[Records excerpted from a collection]
--- --- ---
//! Wingbox shell mesher.

use std::collections::HashMap;

use thiserror::Error;

use crate::io::bdf::{NastranComponent, NastranModel, SpcSet};
use crate::io::tecplot::FeQuadZone;
use crate::oml::WingLoft;
use crate::types::{ChordFraction, Eta, Point3};

use super::grid::{BcExtent, WingboxGrid};
use super::level::WingboxLevel;
use super::order::ElementOrder;

/// Error type for wingbox meshing.
#[derive(Debug, Error)]
pub enum WingboxMeshError {
    /// Element counts must all be at least one.
    #[error("Mesher needs at least 1 element per direction, got {n_chord}x{n_span}x{n_vertical}")]
    TooFewElements {
        n_chord: usize,
        n_span: usize,
        n_vertical: usize,
    },

    /// The grid must span at least one rib bay.
    #[error("Wingbox grid needs at least 2 rib stations, got {0}")]
    TooFewRibs(usize),
}

/// Structural component family of a shell element group.
#[derive(Clone, Copy, Debug, PartialEq, Eq, Hash)]
pub enum ComponentGroup {
    Rib,
    Spar,
    UpperSkin,
    LowerSkin,
}

impl ComponentGroup {
    /// Group label, the name load cases select failure groups by.
    pub fn label(&self) -> &'static str {
        match self {
            ComponentGroup::Rib => "rib",
            ComponentGroup::Spar => "spar",
            ComponentGroup::UpperSkin => "u_skin",
            ComponentGroup::LowerSkin => "l_skin",
        }
    }

    /// All groups.
    pub fn all() -> [ComponentGroup; 4] {
        [
            ComponentGroup::Rib,
            ComponentGroup::Spar,
            ComponentGroup::UpperSkin,
            ComponentGroup::LowerSkin,
        ]
    }
}

/// A named group of shell elements belonging to one component.
#[derive(Clone, Debug)]
pub struct MeshComponent {
    pub group: ComponentGroup,
    /// Component name, e.g. `rib.03` or `u_skin.12`.
    pub name: String,
    /// Elements as node index lists in Nastran card order.
    pub elements: Vec<Vec<usize>>,
}

/// The welded wingbox shell mesh.
#[derive(Clone, Debug)]
pub struct WingboxMesh {
    /// Element order the mesh was built with.
    pub order: ElementOrder,
    /// Welded node coordinates.
    pub nodes: Vec<Point3>,
    /// Components in property-ID order.
    pub components: Vec<MeshComponent>,
    /// Single-point constraint sets from the rib boundary conditions.
    pub constraints: Vec<SpcSet>,
}

impl WingboxMesh {
    /// Total node count.
    pub fn n_nodes(&self) -> usize {
        self.nodes.len()
    }

    /// Total element count over all components.
    pub fn n_elements(&self) -> usize {
        self.components.iter().map(|c| c.elements.len()).sum()
    }

    /// Element count of one component group.
    pub fn group_element_count(&self, group: ComponentGroup) -> usize {
        self.components
            .iter()
            .filter(|c| c.group == group)
            .map(|c| c.elements.len())
            .sum()
    }

    /// Corner coordinates of one element (the first four card-order nodes).
    pub fn element_corners(&self, component: usize, element: usize) -> [Point3; 4] {
        let e = &self.components[component].elements[element];
        [
            self.nodes[e[0]],
            self.nodes[e[1]],
            self.nodes[e[2]],
            self.nodes[e[3]],
        ]
    }

    /// Convert to a Nastran bulk data model.
    pub fn to_nastran(&self) -> NastranModel {
        NastranModel {
            nodes: self.nodes.clone(),
            components: self
                .components
                .iter()
                .map(|c| NastranComponent {
                    name: c.name.clone(),
                    elements: c.elements.clone(),
                })
                .collect(),
            spcs: self.constraints.clone(),
        }
    }

    /// Convert to Tecplot FE zones, one per component.
    ///
    /// Higher-order elements are written as their corner quads; each zone
    /// carries its own compacted node list.
    pub fn to_fe_zones(&self) -> Vec<FeQuadZone> {
        self.components
            .iter()
            .map(|component| {
                let mut local: HashMap<usize, usize> = HashMap::new();
                let mut nodes = Vec::new();
                let mut quads = Vec::with_capacity(component.elements.len());
                for element in &component.elements {
                    let mut quad = [0usize; 4];
                    for (slot, &global) in quad.iter_mut().zip(&element[..4]) {
                        *slot = *local.entry(global).or_insert_with(|| {
                            nodes.push(self.nodes[global]);
                            nodes.len() - 1
                        });
                    }
                    quads.push(quad);
                }
                FeQuadZone {
                    name: component.name.clone(),
                    nodes,
                    quads,
                }
            })
            .collect()
    }
}

/// Welds coincident nodes across panels.
struct NodePool {
    nodes: Vec<Point3>,
    index: HashMap<(i64, i64, i64), usize>,
}

/// Welding tolerance in metres.
const WELD_TOL: f64 = 1e-6;

impl NodePool {
    fn new() -> Self {
        Self {
            nodes: Vec::new(),
            index: HashMap::new(),
        }
    }

    fn insert(&mut self, p: Point3) -> usize {
        let key = (
            (p.x / WELD_TOL).round() as i64,
            (p.y / WELD_TOL).round() as i64,
            (p.z / WELD_TOL).round() as i64,
        );
        *self.index.entry(key).or_insert_with(|| {
            self.nodes.push(p);
            self.nodes.len() - 1
        })
    }
}

/// Build one structured panel: sample `f(u, v)` on a node grid of
/// `nu x nv` elements at the given order, weld the nodes, and emit
/// card-ordered elements. Returns the elements and the full node index
/// grid (`[v][u]`) for boundary-condition extraction.
fn build_panel<F>(
    pool: &mut NodePool,
    order: ElementOrder,
    nu: usize,
    nv: usize,
    f: F,
) -> (Vec<Vec<usize>>, Vec<Vec<usize>>)
where
    F: Fn(f64, f64) -> Point3,
{
    let step = order.nodes_per_edge() - 1;
    let cols = nu * step + 1;
    let rows = nv * step + 1;

    let mut node_grid = vec![vec![0usize; cols]; rows];
    for (jv, row) in node_grid.iter_mut().enumerate() {
        let v = jv as f64 / (rows - 1) as f64;
        for (iu, slot) in row.iter_mut().enumerate() {
            let u = iu as f64 / (cols - 1) as f64;
            *slot = pool.insert(f(u, v));
        }
    }

    let mut elements = Vec::with_capacity(nu * nv);
    for ev in 0..nv {
        for eu in 0..nu {
            let local: Vec<Vec<usize>> = (0..=step)
                .map(|b| {
                    (0..=step)
                        .map(|a| node_grid[ev * step + b][eu * step + a])
                        .collect()
                })
                .collect();
            elements.push(order.card_order(&local));
        }
    }
    (elements, node_grid)
}

/// Perimeter node indices of a panel node grid, deduplicated.
fn perimeter_nodes(node_grid: &[Vec<usize>]) -> Vec<usize> {
    let rows = node_grid.len();
    let mut nodes = Vec::new();
    for (jv, row) in node_grid.iter().enumerate() {
        if jv == 0 || jv == rows - 1 {
            nodes.extend_from_slice(row);
        } else {
            nodes.push(row[0]);
            nodes.push(row[row.len() - 1]);
        }
    }
    nodes.sort_unstable();
    nodes.dedup();
    nodes
}

/// Wingbox shell mesher.
///
/// Element counts are chordwise across the box, spanwise per rib bay,
/// and vertically through the rib and spar depth; the defaults are the
/// baseline (L2) mesh. Ribs and spar webs run between the lower and
/// upper skin surfaces sampled from the loft, so the box is watertight
/// after welding.
#[derive(Clone, Copy, Debug)]
pub struct WingboxMesher {
    /// Chordwise elements between the spars.
    pub n_chord: usize,
    /// Spanwise elements per rib bay.
    pub n_span: usize,
    /// Vertical elements through ribs and spar webs.
    pub n_vertical: usize,
    /// Shell element order.
    pub order: ElementOrder,
}

impl Default for WingboxMesher {
    fn default() -> Self {
        Self {
            n_chord: 25,
            n_span: 10,
            n_vertical: 10,
            order: ElementOrder::Order2,
        }
    }
}

impl WingboxMesher {
    /// Set the element counts (chordwise, spanwise per bay, vertical).
    pub fn with_counts(mut self, n_chord: usize, n_span: usize, n_vertical: usize) -> Self {
        self.n_chord = n_chord;
        self.n_span = n_span;
        self.n_vertical = n_vertical;
        self
    }

    /// Set the shell element order.
    pub fn with_order(mut self, order: ElementOrder) -> Self {
        self.order = order;
        self
    }

    /// Scale the element counts to a refinement level.
    pub fn with_level(mut self, level: WingboxLevel) -> Self {
        self.n_chord = level.scale(self.n_chord);
        self.n_span = level.scale(self.n_span);
        self.n_vertical = level.scale(self.n_vertical);
        self
    }

    /// Mesh the wingbox.
    pub fn mesh(&self, grid: &WingboxGrid, loft: &WingLoft) -> Result<WingboxMesh, WingboxMeshError> {
        if self.n_chord < 1 || self.n_span < 1 || self.n_vertical < 1 {
            return Err(WingboxMeshError::TooFewElements {
                n_chord: self.n_chord,
                n_span: self.n_span,
                n_vertical: self.n_vertical,
            });
        }
        if grid.n_ribs < 2 {
            return Err(WingboxMeshError::TooFewRibs(grid.n_ribs));
        }

        let planform = loft.planform();
        let frame = planform.frame;
        let semi_span = grid.semi_span;

        // Chordwise fraction of an in-plane point, for the loft query
        let chord_fraction = |eta: f64, x: f64| -> f64 {
            let section = planform.section_at(Eta::new(eta));
            let le_x = section.chordwise_offset;
            let chord_x = section.chord * section.twist_deg.to_radians().cos();
            ((x - le_x) / chord_x).clamp(0.0, 1.0)
        };

        // Project an in-plane point onto the lower or upper skin
        let on_skin = |p: Point3, upper: bool| -> Point3 {
            let eta = (frame.span(&p) / semi_span).clamp(0.0, 1.0);
            let cf = chord_fraction(eta, frame.chord(&p));
            let (lo, up) = loft.skin_heights(Eta::new(eta), ChordFraction::new(cf));
            let mut q = p;
            frame.set_vertical(&mut q, if upper { up } else { lo });
            q
        };

        let mut pool = NodePool::new();
        let mut components = Vec::new();
        let mut rib_grids = Vec::with_capacity(grid.n_ribs);
        let last_spar = grid.n_spars - 1;

        // Rib panels: u vertical, v chordwise (outward normal up-span)
        for i in 0..grid.n_ribs {
            if !grid.rib_kept(i) {
                continue;
            }
            let le = grid.station(i, 0);
            let te = grid.station(i, last_spar);
            let (elements, node_grid) =
                build_panel(&mut pool, self.order, self.n_vertical, self.n_chord, |u, v| {
                    let p = le.lerp(&te, v);
                    on_skin(p, false).lerp(&on_skin(p, true), u)
                });
            rib_grids.push(node_grid);
            components.push(MeshComponent {
                group: ComponentGroup::Rib,
                name: format!("rib.{:02}", i),
                elements,
            });
        }

        // Spar webs per bay, only the rows that carry webs
        for s in 0..grid.n_spars {
            if !grid.spar_kept(s) {
                continue;
            }
            let stem = if s == 0 { "le_spar" } else { "te_spar" };
            for bay in 0..grid.n_ribs - 1 {
                let a0 = grid.station(bay, s);
                let a1 = grid.station(bay + 1, s);
                let (elements, _) = if s == 0 {
                    // LE spar: u vertical, v spanwise (normal toward the nose)
                    build_panel(&mut pool, self.order, self.n_vertical, self.n_span, |u, v| {
                        let p = a0.lerp(&a1, v);
                        on_skin(p, false).lerp(&on_skin(p, true), u)
                    })
                } else {
                    // TE spar: u spanwise, v vertical (normal toward the tail)
                    build_panel(&mut pool, self.order, self.n_span, self.n_vertical, |u, v| {
                        let p = a0.lerp(&a1, u);
                        on_skin(p, false).lerp(&on_skin(p, true), v)
                    })
                };
                components.push(MeshComponent {
                    group: ComponentGroup::Spar,
                    name: format!("{}.{:02}", stem, bay),
                    elements,
                });
            }
        }

        // Skins per bay: upper u chordwise / v spanwise, lower transposed,
        // so both outward normals point away from the box
        for bay in 0..grid.n_ribs - 1 {
            let le0 = grid.station(bay, 0);
            let te0 = grid.station(bay, last_spar);
            let le1 = grid.station(bay + 1, 0);
            let te1 = grid.station(bay + 1, last_spar);

            let (elements, _) =
                build_panel(&mut pool, self.order, self.n_chord, self.n_span, |u, v| {
                    let le = le0.lerp(&le1, v);
                    let te = te0.lerp(&te1, v);
                    on_skin(le.lerp(&te, u), true)
                });
            components.push(MeshComponent {
                group: ComponentGroup::UpperSkin,
                name: format!("u_skin.{:02}", bay),
                elements,
            });

            let (elements, _) =
                build_panel(&mut pool, self.order, self.n_span, self.n_chord, |u, v| {
                    let le = le0.lerp(&le1, u);
                    let te = te0.lerp(&te1, u);
                    on_skin(le.lerp(&te, v), false)
                });
            components.push(MeshComponent {
                group: ComponentGroup::LowerSkin,
                name: format!("l_skin.{:02}", bay),
                elements,
            });
        }

        // Rib boundary conditions become SPC sets
        let constraints = grid
            .boundary_conditions()
            .into_iter()
            .map(|bc| {
                let node_grid = &rib_grids[bc.rib];
                let nodes = match bc.extent {
                    BcExtent::All => {
                        let mut nodes: Vec<usize> =
                            node_grid.iter().flatten().copied().collect();
                        nodes.sort_unstable();
                        nodes.dedup();
                        nodes
                    }
                    BcExtent::Edge => perimeter_nodes(node_grid),
                };
                SpcSet {
                    dofs: bc.dofs,
                    nodes,
                }
            })
            .collect();

        Ok(WingboxMesh {
            order: self.order,
            nodes: pool.nodes,
            components,
            constraints,
        })
    }
}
--- --- ---
* _Task item_
When a line among the entries contains "panels", pull that line out.

* _Problem solution_
/// Welds coincident nodes across panels.
        // Rib panels: u vertical, v chordwise (outward normal up-span)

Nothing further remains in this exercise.